• ACTION ITEM: Scan the records below. Report the number of lines containing the word "Entity", and nothing more.

• DATA SECTION:
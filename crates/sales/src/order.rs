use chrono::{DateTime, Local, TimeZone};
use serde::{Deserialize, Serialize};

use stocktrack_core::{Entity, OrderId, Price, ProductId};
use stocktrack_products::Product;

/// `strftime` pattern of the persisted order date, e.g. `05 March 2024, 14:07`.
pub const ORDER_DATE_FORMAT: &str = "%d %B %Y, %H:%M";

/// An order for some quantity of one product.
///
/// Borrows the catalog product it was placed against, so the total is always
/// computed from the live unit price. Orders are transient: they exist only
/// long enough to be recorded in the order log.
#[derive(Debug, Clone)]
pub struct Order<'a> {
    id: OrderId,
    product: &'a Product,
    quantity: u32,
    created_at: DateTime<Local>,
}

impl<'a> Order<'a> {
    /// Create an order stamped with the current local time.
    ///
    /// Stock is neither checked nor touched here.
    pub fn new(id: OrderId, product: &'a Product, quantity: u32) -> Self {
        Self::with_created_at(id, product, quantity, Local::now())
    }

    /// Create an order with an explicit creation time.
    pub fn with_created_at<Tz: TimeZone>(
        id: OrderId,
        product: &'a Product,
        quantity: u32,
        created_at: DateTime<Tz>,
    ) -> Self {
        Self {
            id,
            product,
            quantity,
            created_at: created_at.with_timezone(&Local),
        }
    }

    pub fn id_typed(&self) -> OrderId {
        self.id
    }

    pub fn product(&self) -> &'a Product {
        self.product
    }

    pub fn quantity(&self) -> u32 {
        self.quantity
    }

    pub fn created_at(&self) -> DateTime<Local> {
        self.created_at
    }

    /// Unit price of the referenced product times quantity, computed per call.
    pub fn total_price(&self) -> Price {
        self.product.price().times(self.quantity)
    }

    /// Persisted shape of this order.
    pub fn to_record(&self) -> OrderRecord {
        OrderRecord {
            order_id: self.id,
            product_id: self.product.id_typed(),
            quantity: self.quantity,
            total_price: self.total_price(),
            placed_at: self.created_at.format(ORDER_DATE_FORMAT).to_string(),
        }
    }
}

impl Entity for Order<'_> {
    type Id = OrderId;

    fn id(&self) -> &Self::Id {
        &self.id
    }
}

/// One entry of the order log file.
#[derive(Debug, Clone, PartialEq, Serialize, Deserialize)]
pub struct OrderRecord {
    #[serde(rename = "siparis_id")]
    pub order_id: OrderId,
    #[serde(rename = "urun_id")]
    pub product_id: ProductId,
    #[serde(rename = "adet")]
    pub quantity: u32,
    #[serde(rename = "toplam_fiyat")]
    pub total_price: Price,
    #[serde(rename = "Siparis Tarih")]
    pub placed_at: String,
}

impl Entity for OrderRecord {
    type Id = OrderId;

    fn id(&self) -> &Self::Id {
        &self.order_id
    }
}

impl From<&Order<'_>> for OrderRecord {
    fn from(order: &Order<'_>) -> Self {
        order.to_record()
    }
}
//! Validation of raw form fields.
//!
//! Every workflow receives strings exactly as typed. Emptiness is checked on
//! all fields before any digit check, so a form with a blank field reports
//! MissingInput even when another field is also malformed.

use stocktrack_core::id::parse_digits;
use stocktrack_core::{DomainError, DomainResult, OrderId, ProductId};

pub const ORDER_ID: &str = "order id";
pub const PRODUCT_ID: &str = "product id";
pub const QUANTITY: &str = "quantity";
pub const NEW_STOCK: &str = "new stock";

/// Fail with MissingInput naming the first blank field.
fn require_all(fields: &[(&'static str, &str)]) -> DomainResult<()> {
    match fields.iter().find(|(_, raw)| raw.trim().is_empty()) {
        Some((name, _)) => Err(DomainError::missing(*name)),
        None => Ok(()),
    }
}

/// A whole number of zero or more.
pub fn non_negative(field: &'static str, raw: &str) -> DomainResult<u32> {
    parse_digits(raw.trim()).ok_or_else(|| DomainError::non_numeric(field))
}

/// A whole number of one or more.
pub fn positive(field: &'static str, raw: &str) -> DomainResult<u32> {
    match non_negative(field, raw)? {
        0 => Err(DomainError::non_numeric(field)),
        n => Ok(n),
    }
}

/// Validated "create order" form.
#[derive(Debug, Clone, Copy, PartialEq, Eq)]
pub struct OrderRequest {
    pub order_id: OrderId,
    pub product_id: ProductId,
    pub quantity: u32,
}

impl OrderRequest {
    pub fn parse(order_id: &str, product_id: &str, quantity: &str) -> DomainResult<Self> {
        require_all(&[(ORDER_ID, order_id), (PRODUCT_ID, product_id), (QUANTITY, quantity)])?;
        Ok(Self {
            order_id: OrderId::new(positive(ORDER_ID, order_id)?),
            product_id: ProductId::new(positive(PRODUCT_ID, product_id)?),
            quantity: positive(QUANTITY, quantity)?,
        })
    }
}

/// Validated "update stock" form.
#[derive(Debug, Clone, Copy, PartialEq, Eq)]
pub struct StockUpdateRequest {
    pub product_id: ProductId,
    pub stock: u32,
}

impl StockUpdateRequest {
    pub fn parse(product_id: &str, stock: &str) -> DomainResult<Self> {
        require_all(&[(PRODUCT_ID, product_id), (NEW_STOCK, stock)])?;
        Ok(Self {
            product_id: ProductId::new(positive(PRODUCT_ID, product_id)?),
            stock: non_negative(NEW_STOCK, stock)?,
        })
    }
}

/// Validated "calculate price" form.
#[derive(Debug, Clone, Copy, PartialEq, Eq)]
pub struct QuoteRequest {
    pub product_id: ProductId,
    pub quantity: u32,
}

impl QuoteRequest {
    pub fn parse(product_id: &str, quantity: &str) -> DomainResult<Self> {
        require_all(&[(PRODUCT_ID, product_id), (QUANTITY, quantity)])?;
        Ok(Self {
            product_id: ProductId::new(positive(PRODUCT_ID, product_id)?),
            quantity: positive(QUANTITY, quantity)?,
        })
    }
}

• SOLUTION: 3